Greg Woolf, Director of the Institute of Classical Studies, delivered three Townsend Lectures in the Fall of 2018 titled "Classic Roman."
The dates and titles of the three lectures were:
Wednesday, September 12 - "Oh Brave New Romes!"
Friday, September 14 - "Post-Classical"
Monday, September 17 - "Cultural Creativity in an Age of Empire"
This series of lectures dealt with one of the great puzzles of Roman cultural history, the question of how across a range of media an imperial style was fixed, in the decades around the turn of the millennia. It dealt with canonization, classicization, standardization and their complex relations with political changes, moving back and forth between material culture and literary and intellectual life.
The first lecture examined cultural activity in the middle and late Republic, how it was organized, promulgated, dismissed….and replaced, again and again. Rome had no single cultural revolution but rather many. And then the canons were closed.
The second lecture looked at the nature of cultural creativity across first three centuries CE, under the shadow of the classicizing and canonizing projects of the recent past. It offered an entangled narrative of changes in material, intellectual and political style.

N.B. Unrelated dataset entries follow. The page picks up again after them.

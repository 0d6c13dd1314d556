use serde::Serialize;

/// A located anagram occurrence: start offset plus the literal matched text.
///
/// `index` counts characters, not bytes, so it lines up with what a user
/// sees in the input field.
#[derive(Debug, Clone, PartialEq, Eq, Serialize)]
pub struct PatternMatch {
    pub index: usize,
    pub value: String,
}

impl PatternMatch {
    pub fn new(index: usize, value: impl Into<String>) -> Self {
        Self {
            index,
            value: value.into(),
        }
    }

    /// Length of the matched text in characters.
    pub fn char_len(&self) -> usize {
        self.value.chars().count()
    }

    /// One past the last character position covered by this match.
    pub fn end(&self) -> usize {
        self.index + self.char_len()
    }
}

/// An ordered list of matches plus a current-selection cursor for the UI.
///
/// Matches are kept exactly as the scan produced them: ascending start
/// offset, duplicates at distinct offsets preserved, overlaps allowed.
#[derive(Debug, Clone, Default)]
pub struct MatchResults {
    matches: Vec<PatternMatch>,
    current_index: Option<usize>,
}

impl MatchResults {
    pub fn new() -> Self {
        Self {
            matches: Vec::new(),
            current_index: None,
        }
    }

    pub fn from_matches(matches: Vec<PatternMatch>) -> Self {
        let current_index = if matches.is_empty() { None } else { Some(0) };
        Self {
            matches,
            current_index,
        }
    }

    pub fn count(&self) -> usize {
        self.matches.len()
    }

    pub fn is_empty(&self) -> bool {
        self.matches.is_empty()
    }

    pub fn matches(&self) -> &[PatternMatch] {
        &self.matches
    }

    pub fn current(&self) -> Option<&PatternMatch> {
        self.current_index.and_then(|i| self.matches.get(i))
    }

    /// 1-based position of the current selection, for "3 of 7" displays.
    pub fn position(&self) -> Option<(usize, usize)> {
        self.current_index.map(|i| (i + 1, self.matches.len()))
    }

    pub fn selected(&self) -> Option<usize> {
        self.current_index
    }

    pub fn next(&mut self) -> Option<&PatternMatch> {
        if self.matches.is_empty() {
            return None;
        }
        let next_index = match self.current_index {
            Some(i) => (i + 1) % self.matches.len(),
            None => 0,
        };
        self.current_index = Some(next_index);
        self.matches.get(next_index)
    }

    pub fn previous(&mut self) -> Option<&PatternMatch> {
        if self.matches.is_empty() {
            return None;
        }
        let prev_index = match self.current_index {
            Some(i) => {
                if i == 0 {
                    self.matches.len() - 1
                } else {
                    i - 1
                }
            }
            None => self.matches.len() - 1,
        };
        self.current_index = Some(prev_index);
        self.matches.get(prev_index)
    }

    pub fn jump_to(&mut self, index: usize) -> Option<&PatternMatch> {
        if index < self.matches.len() {
            self.current_index = Some(index);
            self.matches.get(index)
        } else {
            None
        }
    }

    pub fn jump_to_first(&mut self) -> Option<&PatternMatch> {
        self.jump_to(0)
    }

    pub fn jump_to_last(&mut self) -> Option<&PatternMatch> {
        let index = self.matches.len().checked_sub(1)?;
        self.jump_to(index)
    }
}

#[cfg(test)]
mod tests {
    use super::*;

    #[test]
    fn test_match_end() {
        let m = PatternMatch::new(3, "ABDC");
        assert_eq!(m.char_len(), 4);
        assert_eq!(m.end(), 7);
    }

    #[test]
    fn test_match_end_multibyte() {
        let m = PatternMatch::new(2, "éé");
        assert_eq!(m.char_len(), 2);
        assert_eq!(m.end(), 4);
    }

    #[test]
    fn test_empty_results() {
        let results = MatchResults::new();
        assert!(results.is_empty());
        assert_eq!(results.count(), 0);
        assert!(results.current().is_none());
        assert!(results.position().is_none());
    }

    #[test]
    fn test_navigation_wraps() {
        let matches = vec![
            PatternMatch::new(0, "AB"),
            PatternMatch::new(4, "BA"),
            PatternMatch::new(9, "AB"),
        ];
        let mut results = MatchResults::from_matches(matches);

        assert_eq!(results.position(), Some((1, 3)));
        assert_eq!(results.current().unwrap().index, 0);

        results.next();
        assert_eq!(results.position(), Some((2, 3)));
        assert_eq!(results.current().unwrap().index, 4);

        results.next();
        results.next();
        assert_eq!(results.position(), Some((1, 3)));

        results.previous();
        assert_eq!(results.position(), Some((3, 3)));
    }

    #[test]
    fn test_jump_to() {
        let matches = vec![
            PatternMatch::new(0, "AB"),
            PatternMatch::new(4, "BA"),
            PatternMatch::new(9, "AB"),
        ];
        let mut results = MatchResults::from_matches(matches);

        results.jump_to_last();
        assert_eq!(results.current().unwrap().index, 9);

        results.jump_to_first();
        assert_eq!(results.current().unwrap().index, 0);

        assert!(results.jump_to(3).is_none());
        assert_eq!(results.current().unwrap().index, 0);
    }
}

The third lecture considered the same phenomena from the perspective of the makers of culture. It examined the interplay between the agency of craftsmen, poets, patrons and also of Roman artefacts and the Roman sensorium as a whole. It considered the apparent stability of cultural norms and the difference between what was allowed to change, and what was not, and our narratives of lost coherence and fragmentation.
Together these lectures outlined a new map of cultural change in which political action is more of a consequence than a mover of innovation. They offer an alternative narrative to those that culturalize a political history of empire, whether that be in terms of revolutions, Augustanism or Golden Ages fading to silver.